*** Opening DATA SHOWN ***

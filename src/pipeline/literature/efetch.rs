//! Normalization of PubMed `efetch` XML into `PaperRecord`s.

use std::sync::LazyLock;

use regex::Regex;
use roxmltree::{Document, Node, ParsingOptions};

use super::SourceError;
use crate::models::{PaperRecord, UNKNOWN_YEAR};

static YEAR_RE: LazyLock<Regex> = LazyLock::new(|| Regex::new(r"\d{4}").unwrap());

/// Parse an efetch document. Articles without a PMID or title are skipped.
pub fn parse_articles(xml: &str) -> Result<Vec<PaperRecord>, SourceError> {
    // efetch output carries a DOCTYPE declaration.
    let options = ParsingOptions {
        allow_dtd: true,
        ..ParsingOptions::default()
    };
    let doc = Document::parse_with_options(xml, options)
        .map_err(|e| SourceError::Parse(e.to_string()))?;

    let records = doc
        .descendants()
        .filter(|n| is_tag(n, "PubmedArticle"))
        .filter_map(|article| {
            let record = read_article(article);
            if record.is_none() {
                tracing::debug!("Skipping article without PMID or title");
            }
            record
        })
        .collect();

    Ok(records)
}

fn read_article(article: Node) -> Option<PaperRecord> {
    let pmid = first_text(article, "PMID")?;
    let title = first_text(article, "ArticleTitle")?;

    let abstract_text = article
        .descendants()
        .filter(|n| is_tag(n, "AbstractText"))
        .map(|n| text_content(n))
        .filter(|t| !t.is_empty())
        .collect::<Vec<_>>()
        .join(" ");

    let journal = article
        .descendants()
        .find(|n| is_tag(n, "Journal"))
        .and_then(|j| child(j, "Title"))
        .map(text_content)
        .unwrap_or_default();

    let doi = article
        .descendants()
        .filter(|n| is_tag(n, "ArticleId"))
        .find(|n| n.attribute("IdType") == Some("doi"))
        .map(text_content)
        .filter(|d| !d.is_empty());

    let url = PaperRecord::pubmed_url(&pmid);
    Some(PaperRecord {
        year: publication_year(article),
        pmid,
        title,
        abstract_text,
        journal,
        doi,
        url,
    })
}

/// `PubDate/Year`, else the first four-digit run of `PubDate/MedlineDate`.
fn publication_year(article: Node) -> String {
    let Some(pub_date) = article.descendants().find(|n| is_tag(n, "PubDate")) else {
        return UNKNOWN_YEAR.to_string();
    };

    if let Some(year) = child(pub_date, "Year").map(text_content) {
        if !year.is_empty() {
            return year;
        }
    }

    child(pub_date, "MedlineDate")
        .map(text_content)
        .and_then(|d| YEAR_RE.find(&d).map(|m| m.as_str().to_string()))
        .unwrap_or_else(|| UNKNOWN_YEAR.to_string())
}

fn is_tag(node: &Node, name: &str) -> bool {
    node.is_element() && node.tag_name().name() == name
}

fn child<'a, 'input>(node: Node<'a, 'input>, name: &str) -> Option<Node<'a, 'input>> {
    node.children().find(|n| is_tag(n, name))
}

fn first_text(node: Node, name: &str) -> Option<String> {
    node.descendants()
        .find(|n| is_tag(n, name))
        .map(text_content)
        .filter(|t| !t.is_empty())
}

/// Concatenated text of a node, including inline markup such as `<i>`.
fn text_content(node: Node) -> String {
    node.descendants()
        .filter(|n| n.is_text())
        .filter_map(|n| n.text())
        .collect::<String>()
        .trim()
        .to_string()
}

*** Closing DATA SHOWN ***

Go through the entries above and reproduce each one exactly.

◆ **TASK RESULT**
filename src/pipeline/literature/efetch.rs
//! Normalization of PubMed `efetch` XML into `PaperRecord`s.

use std::sync::LazyLock;

use regex::Regex;
use roxmltree::{Document, Node, ParsingOptions};

use super::SourceError;
use crate::models::{PaperRecord, UNKNOWN_YEAR};

static YEAR_RE: LazyLock<Regex> = LazyLock::new(|| Regex::new(r"\d{4}").unwrap());

/// Parse an efetch document. Articles without a PMID or title are skipped.
pub fn parse_articles(xml: &str) -> Result<Vec<PaperRecord>, SourceError> {
    // efetch output carries a DOCTYPE declaration.
    let options = ParsingOptions {
        allow_dtd: true,
        ..ParsingOptions::default()
    };
    let doc = Document::parse_with_options(xml, options)
        .map_err(|e| SourceError::Parse(e.to_string()))?;

    let records = doc
        .descendants()
        .filter(|n| is_tag(n, "PubmedArticle"))
        .filter_map(|article| {
            let record = read_article(article);
            if record.is_none() {
                tracing::debug!("Skipping article without PMID or title");
            }
            record
        })
        .collect();

    Ok(records)
}

fn read_article(article: Node) -> Option<PaperRecord> {
    let pmid = first_text(article, "PMID")?;
    let title = first_text(article, "ArticleTitle")?;

    let abstract_text = article
        .descendants()
        .filter(|n| is_tag(n, "AbstractText"))
        .map(|n| text_content(n))
        .filter(|t| !t.is_empty())
        .collect::<Vec<_>>()
        .join(" ");

    let journal = article
        .descendants()
        .find(|n| is_tag(n, "Journal"))
        .and_then(|j| child(j, "Title"))
        .map(text_content)
        .unwrap_or_default();

    let doi = article
        .descendants()
        .filter(|n| is_tag(n, "ArticleId"))
        .find(|n| n.attribute("IdType") == Some("doi"))
        .map(text_content)
        .filter(|d| !d.is_empty());

    let url = PaperRecord::pubmed_url(&pmid);
    Some(PaperRecord {
        year: publication_year(article),
        pmid,
        title,
        abstract_text,
        journal,
        doi,
        url,
    })
}

/// `PubDate/Year`, else the first four-digit run of `PubDate/MedlineDate`.
fn publication_year(article: Node) -> String {
    let Some(pub_date) = article.descendants().find(|n| is_tag(n, "PubDate")) else {
        return UNKNOWN_YEAR.to_string();
    };

    if let Some(year) = child(pub_date, "Year").map(text_content) {
        if !year.is_empty() {
            return year;
        }
    }

    child(pub_date, "MedlineDate")
        .map(text_content)
        .and_then(|d| YEAR_RE.find(&d).map(|m| m.as_str().to_string()))
        .unwrap_or_else(|| UNKNOWN_YEAR.to_string())
}

fn is_tag(node: &Node, name: &str) -> bool {
    node.is_element() && node.tag_name().name() == name
}

fn child<'a, 'input>(node: Node<'a, 'input>, name: &str) -> Option<Node<'a, 'input>> {
    node.children().find(|n| is_tag(n, name))
}

fn first_text(node: Node, name: &str) -> Option<String> {
    node.descendants()
        .find(|n| is_tag(n, name))
        .map(text_content)
        .filter(|t| !t.is_empty())
}

/// Concatenated text of a node, including inline markup such as `<i>`.
fn text_content(node: Node) -> String {
    node.descendants()
        .filter(|n| n.is_text())
        .filter_map(|n| n.text())
        .collect::<String>()
        .trim()
        .to_string()
}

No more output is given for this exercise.